China’s Geely Continues To Take Over British Automakers
Geely has been slowly and consistently buying up European and, in particular, British automakers. In addition to Volvo, Geely owns the Lotus Group and part of Aston Martin. As of this week, Geely now owns a lot more of Aston.
There’s a full writeup in the Financial Times about the deal, but here’s the meat of it:
Geely has doubled its stake in Aston Martin to 17 per cent and will supply technology and components to the luxury-car maker under a new “long-term partnership”, growing the Chinese group’s influence over a company that it has long desired to own.
The Chinese carmaker spent £234mn increasing its holding, becoming the third-largest shareholder after the consortium of investors led by Aston Martin chair Lawrence Stroll, and Saudi Arabia’s Public Investment Fund, and placing it ahead of Mercedes-Benz.
Geely bought 42mn shares from Stroll’s consortium, and was issued with 28mn new shares at 335p each, a substantial premium over Wednesday’s closing share price of 231p. The deal raises £95mn for Aston Martin.
It’s worth pointing out that Geely also probably owns a little more of Aston Martin because Geely also owns a good chunk of Mercedes Benz. The company had successfully tried to take over all of Aston, but lost out to Stroll.
Again, if the idea of Brexit was to make Britain more British, selling one of your best brands to a mix of Canadian, Saudi, and Chinese companies is a curious way of going about it. To be fair, many of Britain’s car companies were already sold off before Brexit, but it’s getting worse not better since.
While there’s a burgeoning Cold War Part Two brewing with China, I don’t necessarily see it as an awful outcome that the Chinese are investing in Western Automakers. I still have the probably naive belief that automobiles, which are an intersection of commerce and art and sport, are a superior way of uniting people than pure consumption alone (those McDonalds in Russia didn’t seem to stop the missiles).
Chrysler Airflow: Dead
Stellantis attempted to get people to care about Chrysler with a vision it called the “Aiflow” the company showed at CES in 2020. The name came from a 1930s Chrysler and it was, uh, ok. It was big and kind of round and sort of looked like a squished Pacifica. But it was something!
According to MotorTrend, both the name and the design are dead.
The change comes at the direction of Chrysler Brand CEO Chris Feuell who came into the job with a new eye and rulebook she wants to play by. “Chris came at it with her perspective which we really enjoyed,” Gilles says. “She wanted a statement that had literally zero to do with anything that you have seen today, even the Airflow concept car. It is evolving in a new direction.”

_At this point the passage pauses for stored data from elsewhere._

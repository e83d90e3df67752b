//! Cooperative cancellation shared by a group of executors.
//!
//! A [`CancelToken`] is both a flag (checked between instructions) and a
//! wake-up signal: cancelling drops the only sender of an internal channel,
//! which makes every `select!` waiting on [`CancelToken::signal`] ready. That
//! is how an executor blocked on a channel take or put notices cancellation.

use crossbeam_channel::{self as cb};
use std::fmt;
use std::sync::atomic::{AtomicBool, Ordering};
use std::sync::{Arc, Mutex};

struct CancelState {
    flag: AtomicBool,
    trigger: Mutex<Option<cb::Sender<()>>>,
    signal: cb::Receiver<()>,
}

#[derive(Clone)]
pub struct CancelToken(Arc<CancelState>);

impl CancelToken {
    pub fn new() -> Self {
        let (trigger, signal) = cb::bounded(0);
        Self(Arc::new(CancelState {
            flag: AtomicBool::new(false),
            trigger: Mutex::new(Some(trigger)),
            signal,
        }))
    }

    pub fn is_cancelled(&self) -> bool {
        self.0.flag.load(Ordering::Acquire)
    }

    /// Request cancellation. Idempotent.
    pub fn cancel(&self) {
        self.0.flag.store(true, Ordering::Release);
        if let Ok(mut trigger) = self.0.trigger.lock() {
            trigger.take();
        }
    }

    /// Becomes ready (disconnected) once the token is cancelled. Never
    /// carries a message.
    pub fn signal(&self) -> &cb::Receiver<()> {
        &self.0.signal
    }
}

impl Default for CancelToken {
    fn default() -> Self {
        Self::new()
    }
}

impl fmt::Debug for CancelToken {
    fn fmt(&self, f: &mut fmt::Formatter<'_>) -> fmt::Result {
        f.debug_tuple("CancelToken")
            .field(&self.is_cancelled())
            .finish()
    }
}
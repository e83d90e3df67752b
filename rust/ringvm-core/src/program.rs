//! Program text parsing.
//!
//! A program is a single line of comma-separated base-10 integers. The parsed
//! cells are shared behind an `Arc` so any number of machines can be built
//! from one parse; each machine copies the cells into its own memory.

use crate::error::VmError;
use std::fmt;
use std::str::FromStr;
use std::sync::Arc;

#[derive(Clone, PartialEq, Eq)]
pub struct Program {
    cells: Arc<[i64]>,
}

impl Program {
    /// Parse program text. Whitespace around tokens (including a trailing
    /// newline) is ignored.
    pub fn parse(source: &str) -> Result<Self, VmError> {
        let source = source.trim();
        if source.is_empty() {
            return Err(VmError::EmptyProgram);
        }
        let cells = source
            .split(',')
            .enumerate()
            .map(|(position, token)| {
                let token = token.trim();
                token.parse::<i64>().map_err(|_| VmError::MalformedProgram {
                    position,
                    token: token.to_string(),
                })
            })
            .collect::<Result<Vec<_>, _>>()?;
        Ok(Self {
            cells: cells.into(),
        })
    }

    pub fn from_cells(cells: impl Into<Vec<i64>>) -> Self {
        Self {
            cells: cells.into().into(),
        }
    }

    pub fn cells(&self) -> &[i64] {
        &self.cells
    }

    pub fn len(&self) -> usize {
        self.cells.len()
    }

    pub fn is_empty(&self) -> bool {
        self.cells.is_empty()
    }
}

impl FromStr for Program {
    type Err = VmError;

    fn from_str(s: &str) -> Result<Self, Self::Err> {
        Program::parse(s)
    }
}

impl fmt::Debug for Program {
    fn fmt(&self, f: &mut fmt::Formatter<'_>) -> fmt::Result {
        f.debug_struct("Program")
            .field("len", &self.cells.len())
            .finish_non_exhaustive()
    }
}

impl fmt::Display for Program {
    fn fmt(&self, f: &mut fmt::Formatter<'_>) -> fmt::Result {
        crate::memory::write_cells(f, &self.cells)
    }
}
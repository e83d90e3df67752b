//! Phase-setting search: try every ordering of a set of phase settings and
//! keep the one that produces the largest pipeline output.

use ringvm_runtime::{Pipeline, PipelineError};
use serde::Serialize;
use tracing::{debug, info};

#[derive(Debug, Clone, PartialEq, Eq, Serialize)]
pub struct BestOrdering {
    pub phases: Vec<i64>,
    pub output: i64,
    /// Number of orderings that were run.
    pub tried: usize,
}

/// Every ordering of `values`, generated with Heap's algorithm.
pub fn permutations(values: &[i64]) -> Vec<Vec<i64>> {
    let mut current = values.to_vec();
    let n = current.len();
    let mut out = vec![current.clone()];
    let mut counters = vec![0usize; n];
    let mut i = 1;
    while i < n {
        if counters[i] < i {
            let j = if i % 2 == 0 { 0 } else { counters[i] };
            current.swap(j, i);
            out.push(current.clone());
            counters[i] += 1;
            i = 1;
        } else {
            counters[i] = 0;
            i += 1;
        }
    }
    out
}

/// Run `pipeline` once per ordering of `candidates`. The first failing run
/// aborts the search.
pub fn best_phase_ordering(
    pipeline: &Pipeline,
    candidates: &[i64],
) -> Result<BestOrdering, PipelineError> {
    let mut best: Option<(Vec<i64>, i64)> = None;
    let orderings = permutations(candidates);
    let tried = orderings.len();
    for phases in orderings {
        let output = pipeline.run(&phases)?.output;
        debug!(?phases, output, "ordering evaluated");
        let improves = match &best {
            Some((_, top)) => output > *top,
            None => true,
        };
        if improves {
            best = Some((phases, output));
        }
    }
    let (phases, output) = best.ok_or(PipelineError::NoOutput)?;
    info!(?phases, output, tried, "best phase ordering");
    Ok(BestOrdering {
        phases,
        output,
        tried,
    })
}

“Airflow was a great exercise to signal again the type of vehicle Chrysler might want to do,” Gilles says. As a compelling crossover it was a great starting point. But under Feuell’s new direction, the team aimed to beat their own design.
Ralph Gilles rules so, yeah, pitter patter my friends. Make something as fun as the Dodge Charger Daytona SRT EV please.
The Big Question
Ok folks, is Britain just temporarily boned or is this is a full-on, generational boning?